Gurney decidió lanzarse de cabeza a la cuestión más obvia: la foto de sensacional mal gusto de Jillian.

—Nunca habría adivinado que la chica de esa foto de la pared era la novia que vi en el vídeo.

—El ondulante vestido blanco, el maquillaje recatado, etcétera. —Ashton parecía casi divertido.

—Nada de eso parece encajar con esto—dijo Gurney, mirando la foto.

—¿Tendría más sentido si supiera que su vestido de novia tradicional era la idea de Jillian de una broma?

—¿Una broma?

—Esto puede parecerle crudo y sin sentimientos, detective, pero no tenemos mucho tiempo, así que deje que le hable deprisa de Jillian. Algunas cosas puede que las haya oído de su madre y otras no. Jillian era irritable, temperamental, inconstante, centrada en sí misma, intolerante, impaciente y voluble.

—Menudo perfil.

—Ese era su lado más brillante, la relativamente inofensiva Jillian, consentida y bipolar. Su lado más oscuro era algo distinto. —Ashton hizo una pausa, miró la imagen de la pared como para calibrar la precisión de sus palabras.

Gurney aguardó, se preguntó adónde iría a parar ese comentario extraordinario.
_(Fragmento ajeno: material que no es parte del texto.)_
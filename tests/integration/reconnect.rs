// Test-specific lint overrides: integration tests use unwrap/expect freely,
// and some pedantic/nursery lints are not appropriate for test code.
#![allow(
    clippy::unwrap_used,
    clippy::expect_used,
    clippy::doc_markdown,
    clippy::future_not_send,
    clippy::missing_panics_doc,
    clippy::missing_errors_doc
)]

//! Integration tests: a client recovers from dropped sessions.
//!
//! ## Disconnect simulation
//!
//! Aborting the hub's `JoinHandle` does not close existing WebSocket
//! connections (they run on independently spawned tasks). Instead a **TCP
//! proxy** sits between the client and the hub. `sever()` aborts every
//! proxied connection, which drops both TCP streams and makes the client
//! see the session end, while the proxy keeps accepting new connections so
//! the reconnect can succeed.

use std::sync::Arc;
use std::sync::atomic::{AtomicUsize, Ordering};
use std::time::Duration;

use parking_lot::Mutex;
use syncboard::api::RestClient;
use syncboard::client::BoardClient;
use syncboard::config::{ClientConfig, ReconnectConfig};
use syncboard::connection::ConnectionStatus;
use syncboard::transport::websocket::WsConnector;
use syncboard_hub::server::{self, HubState};
use syncboard_hub::store::demo_board;
use syncboard_proto::event::EventType;
use syncboard_proto::model::{ColumnId, UserId};
use tokio::sync::watch;

type Client = BoardClient<WsConnector, RestClient>;

const WAIT: Duration = Duration::from_secs(10);

// =============================================================================
// TCP Proxy helper
// =============================================================================

/// Forwards a client-facing port to the hub. `sever()` kills every live
/// connection but keeps accepting new ones.
struct TcpProxy {
    /// Address clients should connect to.
    client_addr: String,
    accept_handle: tokio::task::JoinHandle<()>,
    conn_handles: Arc<Mutex<Vec<tokio::task::JoinHandle<()>>>>,
}

impl TcpProxy {
    async fn new(backend_addr: &str) -> Self {
        let listener = tokio::net::TcpListener::bind("127.0.0.1:0").await.unwrap();
        let client_addr = listener.local_addr().unwrap().to_string();
        let backend = backend_addr.to_string();
        let conn_handles: Arc<Mutex<Vec<tokio::task::JoinHandle<()>>>> =
            Arc::new(Mutex::new(Vec::new()));
        let conn_handles_clone = Arc::clone(&conn_handles);

        let accept_handle = tokio::spawn(async move {
            while let Ok((mut client_stream, _)) = listener.accept().await {
                let backend = backend.clone();
                let conn_handle = tokio::spawn(async move {
                    let Ok(mut backend_stream) = tokio::net::TcpStream::connect(&backend).await
                    else {
                        return;
                    };
                    // No sub-tasks, so aborting this task drops both streams.
                    let _ = tokio::io::copy_bidirectional(&mut client_stream, &mut backend_stream)
                        .await;
                });
                conn_handles_clone.lock().push(conn_handle);
            }
        });

        Self {
            client_addr,
            accept_handle,
            conn_handles,
        }
    }

    /// Drops every proxied connection.
    fn sever(&self) {
        for handle in self.conn_handles.lock().drain(..) {
            handle.abort();
        }
    }
}

impl Drop for TcpProxy {
    fn drop(&mut self) {
        self.accept_handle.abort();
        self.sever();
    }
}

// =============================================================================
// Helpers
// =============================================================================

async fn start_hub() -> (String, Arc<HubState>) {
    let state = Arc::new(HubState::new());
    state.boards.insert(demo_board()).await;
    let (addr, _handle) = server::start_server_with_state("127.0.0.1:0", Arc::clone(&state))
        .await
        .expect("hub starts");
    (addr.to_string(), state)
}

fn client(ws_addr: &str, api_addr: &str, user: &str) -> Client {
    let config = ClientConfig {
        ws_url: format!("ws://{ws_addr}"),
        api_url: format!("http://{api_addr}"),
        user_id: Some(UserId::new(user)),
        reconnect: ReconnectConfig {
            base_delay: Duration::from_millis(300),
            max_attempts: 5,
            connect_timeout: Duration::from_secs(2),
        },
        ..ClientConfig::default()
    };
    BoardClient::from_config(&config).expect("client builds")
}

async fn eventually(what: &str, mut check: impl FnMut() -> bool) {
    let deadline = tokio::time::Instant::now() + WAIT;
    while !check() {
        assert!(
            tokio::time::Instant::now() < deadline,
            "timed out waiting for {what}"
        );
        tokio::time::sleep(Duration::from_millis(10)).await;
    }
}

async fn wait_for_status(
    rx: &mut watch::Receiver<ConnectionStatus>,
    what: &str,
    matches: impl Fn(ConnectionStatus) -> bool,
) {
    tokio::time::timeout(WAIT, rx.wait_for(|status| matches(*status)))
        .await
        .unwrap_or_else(|_| panic!("timed out waiting for {what}"))
        .unwrap();
}

/// Counts `board.sync` events delivered to the client.
fn count_syncs(client: &Client) -> Arc<AtomicUsize> {
    let count = Arc::new(AtomicUsize::new(0));
    let counter = Arc::clone(&count);
    // The subscription lives as long as the dispatcher.
    let _subscription = client
        .connection()
        .dispatcher()
        .subscribe(EventType::BoardSync, move |_| {
            counter.fetch_add(1, Ordering::SeqCst);
        });
    count
}

// =============================================================================
// Tests
// =============================================================================

#[tokio::test]
async fn dropped_session_reconnects_and_resyncs_once() {
    let (hub_addr, _state) = start_hub().await;
    let proxy = TcpProxy::new(&hub_addr).await;
    let alice = client(&proxy.client_addr, &hub_addr, "alice");
    let syncs = count_syncs(&alice);
    let mut status = alice.subscribe_status();

    alice.open_board("demo".into()).await.unwrap();
    eventually("first snapshot", || syncs.load(Ordering::SeqCst) == 1).await;

    proxy.sever();
    wait_for_status(&mut status, "reconnecting", |s| {
        matches!(s, ConnectionStatus::Reconnecting { attempt: 1, .. })
    })
    .await;
    assert!(alice.store().board().is_some(), "board survives the drop");

    wait_for_status(&mut status, "connected again", |s| {
        s == ConnectionStatus::Connected
    })
    .await;
    eventually("second snapshot", || syncs.load(Ordering::SeqCst) == 2).await;

    tokio::time::sleep(Duration::from_millis(300)).await;
    assert_eq!(syncs.load(Ordering::SeqCst), 2, "exactly one resync");
}

#[tokio::test]
async fn presence_is_cleared_on_drop_and_rebuilt_after() {
    let (hub_addr, _state) = start_hub().await;
    let proxy = TcpProxy::new(&hub_addr).await;
    let alice = client(&proxy.client_addr, &hub_addr, "alice");
    let bob = client(&hub_addr, &hub_addr, "bob");
    let mut status = alice.subscribe_status();

    bob.open_board("demo".into()).await.unwrap();
    alice.open_board("demo".into()).await.unwrap();
    eventually("alice sees bob", || alice.presence().users.len() == 1).await;

    proxy.sever();
    wait_for_status(&mut status, "reconnecting", |s| {
        matches!(s, ConnectionStatus::Reconnecting { .. })
    })
    .await;
    assert!(alice.presence().is_empty());

    eventually("bob sees alice leave", || bob.presence().users.is_empty()).await;
    eventually("alice sees bob again", || alice.presence().users.len() == 1).await;
    eventually("bob sees alice again", || bob.presence().users.len() == 1).await;
}

#[tokio::test]
async fn changes_missed_while_offline_arrive_with_resync() {
    let (hub_addr, state) = start_hub().await;
    let proxy = TcpProxy::new(&hub_addr).await;
    let alice = client(&proxy.client_addr, &hub_addr, "alice");
    let mut status = alice.subscribe_status();

    alice.open_board("demo".into()).await.unwrap();
    eventually("snapshot", || alice.store().board().is_some()).await;

    proxy.sever();
    wait_for_status(&mut status, "reconnecting", |s| {
        matches!(s, ConnectionStatus::Reconnecting { .. })
    })
    .await;

    // Nobody is connected to hear about this one.
    let (_, change) = state
        .boards
        .move_task(&"task-1".into(), &"done".into(), 0, &"bob".into())
        .await
        .unwrap();
    state.publish(&change).await;

    eventually("alice catches up", || {
        alice
            .store()
            .locate_task(&"task-1".into())
            .is_some_and(|(column, position)| column == ColumnId::new("done") && position == 0)
    })
    .await;
    let hub_board = state.boards.get(&"demo".into()).await.unwrap();
    assert_eq!(alice.store().board().unwrap().columns, hub_board.columns);
}

#[tokio::test]
async fn hub_closing_sessions_triggers_reconnect() {
    let (hub_addr, state) = start_hub().await;
    let alice = client(&hub_addr, &hub_addr, "alice");
    let mut status = alice.subscribe_status();

    alice.open_board("demo".into()).await.unwrap();
    wait_for_status(&mut status, "connected", |s| s == ConnectionStatus::Connected).await;

    state.close_all_connections().await;
    wait_for_status(&mut status, "reconnecting", |s| {
        matches!(s, ConnectionStatus::Reconnecting { .. })
    })
    .await;
    wait_for_status(&mut status, "connected again", |s| {
        s == ConnectionStatus::Connected
    })
    .await;
}

#[tokio::test]
async fn explicit_disconnect_does_not_reconnect() {
    let (hub_addr, _state) = start_hub().await;
    let alice = client(&hub_addr, &hub_addr, "alice");
    alice.open_board("demo".into()).await.unwrap();
    eventually("snapshot", || alice.store().board().is_some()).await;

    alice.close();
    assert_eq!(alice.status(), ConnectionStatus::Idle);
    tokio::time::sleep(Duration::from_millis(800)).await;
    assert_eq!(alice.status(), ConnectionStatus::Idle);
    assert!(alice.store().board().is_none());
}

#[tokio::test]
async fn unreachable_hub_gives_up_after_bounded_attempts() {
    let listener = tokio::net::TcpListener::bind("127.0.0.1:0").await.unwrap();
    let dead_addr = listener.local_addr().unwrap().to_string();
    drop(listener);

    let config = ClientConfig {
        ws_url: format!("ws://{dead_addr}"),
        api_url: format!("http://{dead_addr}"),
        user_id: Some(UserId::new("alice")),
        reconnect: ReconnectConfig {
            base_delay: Duration::from_millis(10),
            max_attempts: 3,
            connect_timeout: Duration::from_secs(1),
        },
        ..ClientConfig::default()
    };
    let alice = BoardClient::from_config(&config).unwrap();
    let mut status = alice.subscribe_status();

    assert!(alice.open_board("demo".into()).await.is_err());
    wait_for_status(&mut status, "giving up", |s| s == ConnectionStatus::Disconnected).await;
}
—Jillian…—empezó Ashton, todavía mirando la foto, hablando ahora con voz más suave y lenta—. Jillian fue en su infancia una depredadora sexual que abusaba de otros niños. Ese era el síntoma principal de la patología central que la llevó a Mapleshade a los trece años. Sus problemas afectivos y de conducta más obvios eran ondas en la superficie.

Se humedeció los labios con la punta de la lengua, luego se frotó con el pulgar y el índice como para secárselos otra vez. Su vista pasó de la foto a la cara de Gurney.

—Bueno, ahora quiere hacer preguntas ¿o prefiere que las formule por usted?

Gurney estaba satisfecho dejando que Ashton siguiera hablando. Lo alentó.